-------- Data records --------

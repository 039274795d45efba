//! Bearer token access for authorized image requests.

use async_trait::async_trait;
use chrono::{DateTime, Duration, Utc};
use std::fmt::Debug;
use tokio::sync::RwLock;

/// Lifetime assumed for a token saved without any expiry information.
pub const DEFAULT_TOKEN_LIFETIME: Duration = Duration::hours(1);

/// Source of the current session token. Implementations swallow their own
/// failures: an unreadable store is the same as being logged out.
#[async_trait]
pub trait TokenProvider: Send + Sync + Debug {
    async fn bearer_token(&self) -> Option<String>;
}

/// Expiry information as it arrives from a login response.
#[derive(Debug, Clone, Copy, PartialEq, Eq, Default)]
pub enum TokenExpiry {
    ExpiresAt(DateTime<Utc>),
    ExpiresIn(Duration),
    #[default]
    Default,
}

impl TokenExpiry {
    /// Prefer an absolute expiry over a relative one when both are present.
    pub fn from_parts(
        expires_at: Option<DateTime<Utc>>,
        expires_in_secs: Option<i64>,
    ) -> Self {
        match (expires_at, expires_in_secs) {
            (Some(at), _) => TokenExpiry::ExpiresAt(at),
            (None, Some(secs)) if secs > 0 => {
                TokenExpiry::ExpiresIn(Duration::seconds(secs))
            }
            _ => TokenExpiry::Default,
        }
    }

    fn deadline(self, now: DateTime<Utc>) -> DateTime<Utc> {
        match self {
            TokenExpiry::ExpiresAt(at) => at,
            TokenExpiry::ExpiresIn(lifetime) => now + lifetime,
            TokenExpiry::Default => now + DEFAULT_TOKEN_LIFETIME,
        }
    }
}

#[derive(Debug, Clone)]
struct StoredToken {
    token: String,
    expires_at: DateTime<Utc>,
}

/// In-memory session token with expiry. Reading an expired token clears it.
#[derive(Debug, Default)]
pub struct SessionStore {
    inner: RwLock<Option<StoredToken>>,
}

impl SessionStore {
    pub fn new() -> Self {
        Self::default()
    }

    pub async fn save_token(&self, token: impl Into<String>, expiry: TokenExpiry) {
        let expires_at = expiry.deadline(Utc::now());
        *self.inner.write().await = Some(StoredToken {
            token: token.into(),
            expires_at,
        });
    }

    pub async fn token(&self) -> Option<String> {
        self.token_at(Utc::now()).await
    }

    pub async fn expires_at(&self) -> Option<DateTime<Utc>> {
        self.inner.read().await.as_ref().map(|stored| stored.expires_at)
    }

    pub async fn clear(&self) {
        *self.inner.write().await = None;
    }

    async fn token_at(&self, now: DateTime<Utc>) -> Option<String> {
        {
            let guard = self.inner.read().await;
            match guard.as_ref() {
                None => return None,
                Some(stored) if now < stored.expires_at => {
                    return Some(stored.token.clone());
                }
                Some(_) => {}
            }
        }
        log::debug!("[SessionStore] Token expired, clearing session");
        let mut guard = self.inner.write().await;
        if guard.as_ref().is_some_and(|stored| now >= stored.expires_at) {
            *guard = None;
        }
        None
    }
}

#[async_trait]
impl TokenProvider for SessionStore {
    async fn bearer_token(&self) -> Option<String> {
        self.token().await
    }
}
//! Loosely-typed photo references as returned by the backend.

use serde::{Deserialize, Serialize};
use serde_json::{Map, Value};

/// Object fields that may wrap an inline image, in lookup order.
pub const WRAPPER_FIELDS: [&str; 6] =
    ["data", "image", "image_data", "imageData", "base64", "content"];

/// A photo reference in any of the shapes the backend is known to produce:
/// absolute URL, protected relative path, data URI, raw base64 (possibly
/// JSON-quoted), or an object wrapping one of those in a [`WRAPPER_FIELDS`]
/// entry.
#[derive(Debug, Clone, PartialEq, Default, Serialize, Deserialize)]
#[serde(untagged)]
pub enum RawImageReference {
    #[default]
    Null,
    Text(String),
    Object(Map<String, Value>),
    Other(Value),
}

impl RawImageReference {
    pub fn is_null(&self) -> bool {
        matches!(self, RawImageReference::Null)
    }

    /// The trimmed string when this reference is plain text.
    pub fn as_text(&self) -> Option<&str> {
        match self {
            RawImageReference::Text(text) => {
                let trimmed = text.trim();
                (!trimmed.is_empty()).then_some(trimmed)
            }
            _ => None,
        }
    }

    /// The string a normalizer should look at.
    ///
    /// For objects this is the first truthy wrapper field; a truthy field
    /// that is not a string hides any later field and yields `None`.
    pub fn candidate_text(&self) -> Option<&str> {
        match self {
            RawImageReference::Text(text) => Some(text.as_str()),
            RawImageReference::Object(fields) => WRAPPER_FIELDS
                .iter()
                .filter_map(|name| fields.get(*name))
                .find(|value| is_truthy(value))
                .and_then(Value::as_str),
            RawImageReference::Null | RawImageReference::Other(_) => None,
        }
    }
}

fn is_truthy(value: &Value) -> bool {
    match value {
        Value::Null => false,
        Value::Bool(flag) => *flag,
        Value::Number(number) => {
            number.as_f64().is_some_and(|n| n != 0.0 && !n.is_nan())
        }
        Value::String(text) => !text.is_empty(),
        Value::Array(_) | Value::Object(_) => true,
    }
}

impl From<Value> for RawImageReference {
    fn from(value: Value) -> Self {
        match value {
            Value::Null => RawImageReference::Null,
            Value::String(text) => RawImageReference::Text(text),
            Value::Object(fields) => RawImageReference::Object(fields),
            other => RawImageReference::Other(other),
        }
    }
}

impl From<String> for RawImageReference {
    fn from(text: String) -> Self {
        RawImageReference::Text(text)
    }
}

impl From<&str> for RawImageReference {
    fn from(text: &str) -> Self {
        RawImageReference::Text(text.to_string())
    }
}

impl<T> From<Option<T>> for RawImageReference
where
    T: Into<RawImageReference>,
{
    fn from(value: Option<T>) -> Self {
        value.map(Into::into).unwrap_or_default()
    }
}
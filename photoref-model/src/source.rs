//! The displayable source handed back to UI collaborators.

use serde::{Deserialize, Serialize};

/// Headers a renderer must send when loading [`ResolvedImageSource::uri`].
#[derive(Debug, Clone, PartialEq, Eq, Serialize, Deserialize)]
pub struct AuthorizationHeader {
    #[serde(rename = "Authorization")]
    pub authorization: String,
}

impl AuthorizationHeader {
    pub fn bearer(token: &str) -> Self {
        Self {
            authorization: format!("Bearer {token}"),
        }
    }
}

/// `{ uri, headers? }`: either an inline data URI or an absolute URL that may
/// require a bearer header.
#[derive(Debug, Clone, PartialEq, Eq, Serialize, Deserialize)]
pub struct ResolvedImageSource {
    pub uri: String,
    #[serde(default, skip_serializing_if = "Option::is_none")]
    pub headers: Option<AuthorizationHeader>,
}

impl ResolvedImageSource {
    pub fn inline(uri: impl Into<String>) -> Self {
        Self {
            uri: uri.into(),
            headers: None,
        }
    }

    pub fn with_bearer(uri: impl Into<String>, token: &str) -> Self {
        Self {
            uri: uri.into(),
            headers: Some(AuthorizationHeader::bearer(token)),
        }
    }

    pub fn authorization(&self) -> Option<&str> {
        self.headers
            .as_ref()
            .map(|headers| headers.authorization.as_str())
    }
}
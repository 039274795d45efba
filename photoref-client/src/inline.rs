//! Detection and canonicalisation of inline image payloads.
//!
//! Backends hand out images inline in several loosely related shapes: a
//! `data:` URI (sometimes with the wrong subtype), bare base64, either of
//! those wrapped in JSON quotes, or an object carrying one of them. Everything
//! that is recognisably inline comes out as `data:<mime>;base64,<payload>`.

use crate::paths::{is_absolute_url, is_data_image_uri, looks_like_protected_path};

use base64::Engine;
use base64::engine::general_purpose::STANDARD;
use once_cell::sync::Lazy;
use photoref_model::{RawImageReference, sniff_base64};
use regex::Regex;
use serde_json::Value;

/// Shortest string accepted as bare base64. Shorter strings are far more
/// likely to be opaque tokens or ids than images.
pub const MIN_RAW_BASE64_LEN: usize = 64;

static DATA_URI_PATTERN: Lazy<Regex> = Lazy::new(|| {
    Regex::new(r"(?is)^data:(image/[a-z0-9.+-]+)(?:;[^,]*)?;base64,(.*)$")
        .expect("data uri regex should compile")
});

static BASE64_ALPHABET: Lazy<Regex> = Lazy::new(|| {
    Regex::new(r"^[A-Za-z0-9+/]+={0,2}$").expect("base64 regex should compile")
});

static WHITESPACE: Lazy<Regex> = Lazy::new(|| {
    Regex::new(r"\s+").expect("whitespace regex should compile")
});

/// Canonicalise `raw` into a data URI, or `None` when it is not an inline
/// image (absolute URLs and protected paths included).
pub fn normalize_image_payload(raw: &RawImageReference) -> Option<String> {
    let candidate = raw.candidate_text()?;
    normalize_text(candidate)
}

/// [`normalize_image_payload`] for a plain string.
pub fn normalize_text(candidate: &str) -> Option<String> {
    let trimmed = candidate.trim();
    if trimmed.is_empty() {
        return None;
    }

    let unquoted = unquote(trimmed)?;
    let text = unquoted.trim();
    if text.is_empty() {
        return None;
    }

    if let Some(captures) = DATA_URI_PATTERN.captures(text) {
        let declared = captures[1].to_ascii_lowercase();
        let payload = strip_whitespace(&captures[2]);
        if payload.is_empty() {
            return None;
        }
        let mime = sniff_base64(&payload)
            .map(|sniffed| sniffed.as_str().to_string())
            .unwrap_or(declared);
        return Some(format!("data:{mime};base64,{payload}"));
    }

    if is_absolute_url(text) || looks_like_protected_path(text) {
        return None;
    }

    let compact = strip_whitespace(text);
    // Loose `data:image/` strings that missed the strict pattern pass through.
    if is_data_image_uri(&compact) {
        return Some(compact);
    }
    if !is_raw_base64(&compact) {
        return None;
    }
    let mime = sniff_base64(&compact).unwrap_or_default();
    Some(format!("data:{mime};base64,{compact}"))
}

/// Heuristic used on text bodies before handing them to the normalizer.
pub fn looks_like_image_payload(text: &str) -> bool {
    let text = text.trim();
    if text.is_empty() {
        return false;
    }
    if is_data_image_uri(text) {
        return true;
    }
    is_raw_base64(&strip_whitespace(text))
}

/// Encode binary content as a data URI labelled with `content_type`.
///
/// Only the media type essence is kept; a missing type becomes
/// `application/octet-stream`.
pub fn encode_data_uri(bytes: &[u8], content_type: Option<&str>) -> String {
    let essence = content_type
        .and_then(|value| value.split(';').next())
        .map(|value| value.trim().to_ascii_lowercase())
        .filter(|value| !value.is_empty())
        .unwrap_or_else(|| "application/octet-stream".to_string());
    format!("data:{essence};base64,{}", STANDARD.encode(bytes))
}

fn is_raw_base64(compact: &str) -> bool {
    compact.len() >= MIN_RAW_BASE64_LEN && BASE64_ALPHABET.is_match(compact)
}

fn strip_whitespace(text: &str) -> String {
    WHITESPACE.replace_all(text, "").into_owned()
}

/// Remove one layer of matching quotes. JSON string decoding is preferred;
/// quoted JSON that is not a string is not an image.
fn unquote(text: &str) -> Option<String> {
    let quoted = (text.starts_with('"') && text.ends_with('"'))
        || (text.starts_with('\'') && text.ends_with('\''));
    if !quoted {
        return Some(text.to_string());
    }
    match serde_json::from_str::<Value>(text) {
        Ok(Value::String(inner)) => Some(inner),
        Ok(_) => None,
        Err(_) => {
            let inner = if text.len() >= 2 {
                &text[1..text.len() - 1]
            } else {
                ""
            };
            Some(inner.to_string())
        }
    }
}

--------

* Assignment
Within the entries, count the lines containing the string "STANDARD" and state nothing but the result.

* Finished exercise
2